• **Exercise details**: What follows is a block of records; reproduce all of it verbatim.

• **Stored data entries**:
------------------------------------

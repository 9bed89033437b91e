use std::time::Duration;

use serde::Deserialize;
use thiserror::Error;

use crate::connection::ConnectionOptions;
use crate::history::DEFAULT_HISTORY_LIMIT;
use crate::server::ServerOptions;

/// Process configuration, read from the environment (and `.env` if present).
#[derive(Debug, Clone, PartialEq, Eq, Deserialize)]
pub struct Config {
    #[serde(default = "default_host")]
    pub host: String,
    #[serde(default = "default_port")]
    pub port: u16,
    /// Drawing events kept for late joiners.
    #[serde(default = "default_history_limit")]
    pub history_limit: usize,
    #[serde(default = "default_heartbeat_interval_secs")]
    pub heartbeat_interval_secs: u64,
    /// Connections silent for longer than this are dropped.
    #[serde(default = "default_client_timeout_secs")]
    pub client_timeout_secs: u64,
    #[serde(default = "default_outbound_buffer")]
    pub outbound_buffer: usize,
}

#[derive(Debug, Error)]
pub enum ConfigError {
    #[error("environment variable error: {0}")]
    Env(#[from] envy::Error),
    #[error("HISTORY_LIMIT must be at least 1")]
    ZeroHistoryLimit,
    #[error("OUTBOUND_BUFFER must be at least 2, got {0}")]
    OutboundBufferTooSmall(usize),
    #[error("CLIENT_TIMEOUT_SECS ({timeout}) must exceed HEARTBEAT_INTERVAL_SECS ({heartbeat})")]
    TimeoutBeforeHeartbeat { heartbeat: u64, timeout: u64 },
}

impl Config {
    pub fn load() -> Result<Self, ConfigError> {
        dotenvy::dotenv().ok();
        Self::validated(envy::from_env::<Config>()?)
    }

    pub fn from_vars<I>(vars: I) -> Result<Self, ConfigError>
    where
        I: IntoIterator<Item = (String, String)>,
    {
        Self::validated(envy::from_iter::<_, Config>(vars)?)
    }

    fn validated(config: Config) -> Result<Self, ConfigError> {
        config.validate()?;
        Ok(config)
    }

    pub fn validate(&self) -> Result<(), ConfigError> {
        if self.history_limit == 0 {
            return Err(ConfigError::ZeroHistoryLimit);
        }
        // drawing-history and active-users are queued back to back on connect
        if self.outbound_buffer < 2 {
            return Err(ConfigError::OutboundBufferTooSmall(self.outbound_buffer));
        }
        if self.client_timeout_secs <= self.heartbeat_interval_secs {
            return Err(ConfigError::TimeoutBeforeHeartbeat {
                heartbeat: self.heartbeat_interval_secs,
                timeout: self.client_timeout_secs,
            });
        }
        Ok(())
    }

    pub fn server_address(&self) -> String {
        format!("{}:{}", self.host, self.port)
    }

    pub fn server_options(&self) -> ServerOptions {
        ServerOptions {
            history_limit: self.history_limit,
        }
    }

    pub fn connection_options(&self) -> ConnectionOptions {
        ConnectionOptions {
            heartbeat_interval: Duration::from_secs(self.heartbeat_interval_secs),
            client_timeout: Duration::from_secs(self.client_timeout_secs),
            outbound_buffer: self.outbound_buffer,
        }
    }
}

impl Default for Config {
    fn default() -> Self {
        Self {
            host: default_host(),
            port: default_port(),
            history_limit: default_history_limit(),
            heartbeat_interval_secs: default_heartbeat_interval_secs(),
            client_timeout_secs: default_client_timeout_secs(),
            outbound_buffer: default_outbound_buffer(),
        }
    }
}

fn default_host() -> String {
    "0.0.0.0".to_string()
}

fn default_port() -> u16 {
    3000
}

fn default_history_limit() -> usize {
    DEFAULT_HISTORY_LIMIT
}

fn default_heartbeat_interval_secs() -> u64 {
    25
}

fn default_client_timeout_secs() -> u64 {
    60
}

fn default_outbound_buffer() -> usize {
    1024
}
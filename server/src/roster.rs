use rand::Rng;
use std::collections::HashMap;
use system::{ActiveUsers, ConnectionId, JoinRequest, Participant};

/// Connected participants keyed by connection. Only the server task mutates it.
#[derive(Debug, Default)]
pub struct Roster {
    participants: HashMap<ConnectionId, Participant>,
}

impl Roster {
    pub fn new() -> Self {
        Self::default()
    }

    /// Inserts or overwrites the participant for `connection_id`. Empty or
    /// missing fields get a generated name and a random colour.
    pub fn join(&mut self, connection_id: ConnectionId, request: JoinRequest) -> Participant {
        let ordinal = self.participants.len() + 1;
        let name = request
            .name
            .filter(|name| !name.is_empty())
            .unwrap_or_else(|| format!("User {}", ordinal));
        let color = request
            .color
            .filter(|color| !color.is_empty())
            .unwrap_or_else(random_color);

        let participant = Participant {
            id: connection_id,
            name,
            color,
        };
        self.participants
            .insert(connection_id, participant.clone());
        log::info!(
            "Participant {} joined as {:?}",
            connection_id,
            participant.name
        );
        participant
    }

    pub fn leave(&mut self, connection_id: &ConnectionId) -> Option<Participant> {
        let removed = self.participants.remove(connection_id);
        if let Some(ref participant) = removed {
            log::info!("Participant {} ({:?}) left", connection_id, participant.name);
        }
        removed
    }

    pub fn snapshot(&self) -> ActiveUsers {
        self.participants.clone()
    }

    pub fn get(&self, connection_id: &ConnectionId) -> Option<&Participant> {
        self.participants.get(connection_id)
    }

    pub fn participants(&self) -> impl Iterator<Item = &Participant> {
        self.participants.values()
    }

    pub fn len(&self) -> usize {
        self.participants.len()
    }

    pub fn is_empty(&self) -> bool {
        self.participants.is_empty()
    }
}

/// `#rrggbb` with uniformly random channels.
pub fn random_color() -> String {
    format!("#{:06x}", rand::rng().random_range(0..=0x00ff_ffffu32))
}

------------------------------------

• **Output below**:
repository 9bed89033437b91e
use std::time::Duration;

use serde::Deserialize;
use thiserror::Error;

use crate::connection::ConnectionOptions;
use crate::history::DEFAULT_HISTORY_LIMIT;
use crate::server::ServerOptions;

/// Process configuration, read from the environment (and `.env` if present).
#[derive(Debug, Clone, PartialEq, Eq, Deserialize)]
pub struct Config {
    #[serde(default = "default_host")]
    pub host: String,
    #[serde(default = "default_port")]
    pub port: u16,
    /// Drawing events kept for late joiners.
    #[serde(default = "default_history_limit")]
    pub history_limit: usize,
    #[serde(default = "default_heartbeat_interval_secs")]
    pub heartbeat_interval_secs: u64,
    /// Connections silent for longer than this are dropped.
    #[serde(default = "default_client_timeout_secs")]
    pub client_timeout_secs: u64,
    #[serde(default = "default_outbound_buffer")]
    pub outbound_buffer: usize,
}

#[derive(Debug, Error)]
pub enum ConfigError {
    #[error("environment variable error: {0}")]
    Env(#[from] envy::Error),
    #[error("HISTORY_LIMIT must be at least 1")]
    ZeroHistoryLimit,
    #[error("OUTBOUND_BUFFER must be at least 2, got {0}")]
    OutboundBufferTooSmall(usize),
    #[error("CLIENT_TIMEOUT_SECS ({timeout}) must exceed HEARTBEAT_INTERVAL_SECS ({heartbeat})")]
    TimeoutBeforeHeartbeat { heartbeat: u64, timeout: u64 },
}

impl Config {
    pub fn load() -> Result<Self, ConfigError> {
        dotenvy::dotenv().ok();
        Self::validated(envy::from_env::<Config>()?)
    }

    pub fn from_vars<I>(vars: I) -> Result<Self, ConfigError>
    where
        I: IntoIterator<Item = (String, String)>,
    {
        Self::validated(envy::from_iter::<_, Config>(vars)?)
    }

    fn validated(config: Config) -> Result<Self, ConfigError> {
        config.validate()?;
        Ok(config)
    }

    pub fn validate(&self) -> Result<(), ConfigError> {
        if self.history_limit == 0 {
            return Err(ConfigError::ZeroHistoryLimit);
        }
        // drawing-history and active-users are queued back to back on connect
        if self.outbound_buffer < 2 {
            return Err(ConfigError::OutboundBufferTooSmall(self.outbound_buffer));
        }
        if self.client_timeout_secs <= self.heartbeat_interval_secs {
            return Err(ConfigError::TimeoutBeforeHeartbeat {
                heartbeat: self.heartbeat_interval_secs,
                timeout: self.client_timeout_secs,
            });
        }
        Ok(())
    }

    pub fn server_address(&self) -> String {
        format!("{}:{}", self.host, self.port)
    }

    pub fn server_options(&self) -> ServerOptions {
        ServerOptions {
            history_limit: self.history_limit,
        }
    }

    pub fn connection_options(&self) -> ConnectionOptions {
        ConnectionOptions {
            heartbeat_interval: Duration::from_secs(self.heartbeat_interval_secs),
            client_timeout: Duration::from_secs(self.client_timeout_secs),
            outbound_buffer: self.outbound_buffer,
        }
    }
}

impl Default for Config {
    fn default() -> Self {
        Self {
            host: default_host(),
            port: default_port(),
            history_limit: default_history_limit(),
            heartbeat_interval_secs: default_heartbeat_interval_secs(),
            client_timeout_secs: default_client_timeout_secs(),
            outbound_buffer: default_outbound_buffer(),
        }
    }
}

fn default_host() -> String {
    "0.0.0.0".to_string()
}

fn default_port() -> u16 {
    3000
}

fn default_history_limit() -> usize {
    DEFAULT_HISTORY_LIMIT
}

fn default_heartbeat_interval_secs() -> u64 {
    25
}

fn default_client_timeout_secs() -> u64 {
    60
}

fn default_outbound_buffer() -> usize {
    1024
}
filename server/src/roster.rs
use rand::Rng;
use std::collections::HashMap;
use system::{ActiveUsers, ConnectionId, JoinRequest, Participant};

/// Connected participants keyed by connection. Only the server task mutates it.
#[derive(Debug, Default)]
pub struct Roster {
    participants: HashMap<ConnectionId, Participant>,
}

impl Roster {
    pub fn new() -> Self {
        Self::default()
    }

    /// Inserts or overwrites the participant for `connection_id`. Empty or
    /// missing fields get a generated name and a random colour.
    pub fn join(&mut self, connection_id: ConnectionId, request: JoinRequest) -> Participant {
        let ordinal = self.participants.len() + 1;
        let name = request
            .name
            .filter(|name| !name.is_empty())
            .unwrap_or_else(|| format!("User {}", ordinal));
        let color = request
            .color
            .filter(|color| !color.is_empty())
            .unwrap_or_else(random_color);

        let participant = Participant {
            id: connection_id,
            name,
            color,
        };
        self.participants
            .insert(connection_id, participant.clone());
        log::info!(
            "Participant {} joined as {:?}",
            connection_id,
            participant.name
        );
        participant
    }

    pub fn leave(&mut self, connection_id: &ConnectionId) -> Option<Participant> {
        let removed = self.participants.remove(connection_id);
        if let Some(ref participant) = removed {
            log::info!("Participant {} ({:?}) left", connection_id, participant.name);
        }
        removed
    }

    pub fn snapshot(&self) -> ActiveUsers {
        self.participants.clone()
    }

    pub fn get(&self, connection_id: &ConnectionId) -> Option<&Participant> {
        self.participants.get(connection_id)
    }

    pub fn participants(&self) -> impl Iterator<Item = &Participant> {
        self.participants.values()
    }

    pub fn len(&self) -> usize {
        self.participants.len()
    }

    pub fn is_empty(&self) -> bool {
        self.participants.is_empty()
    }
}

/// `#rrggbb` with uniformly random channels.
pub fn random_color() -> String {
    format!("#{:06x}", rand::rng().random_range(0..=0x00ff_ffffu32))
}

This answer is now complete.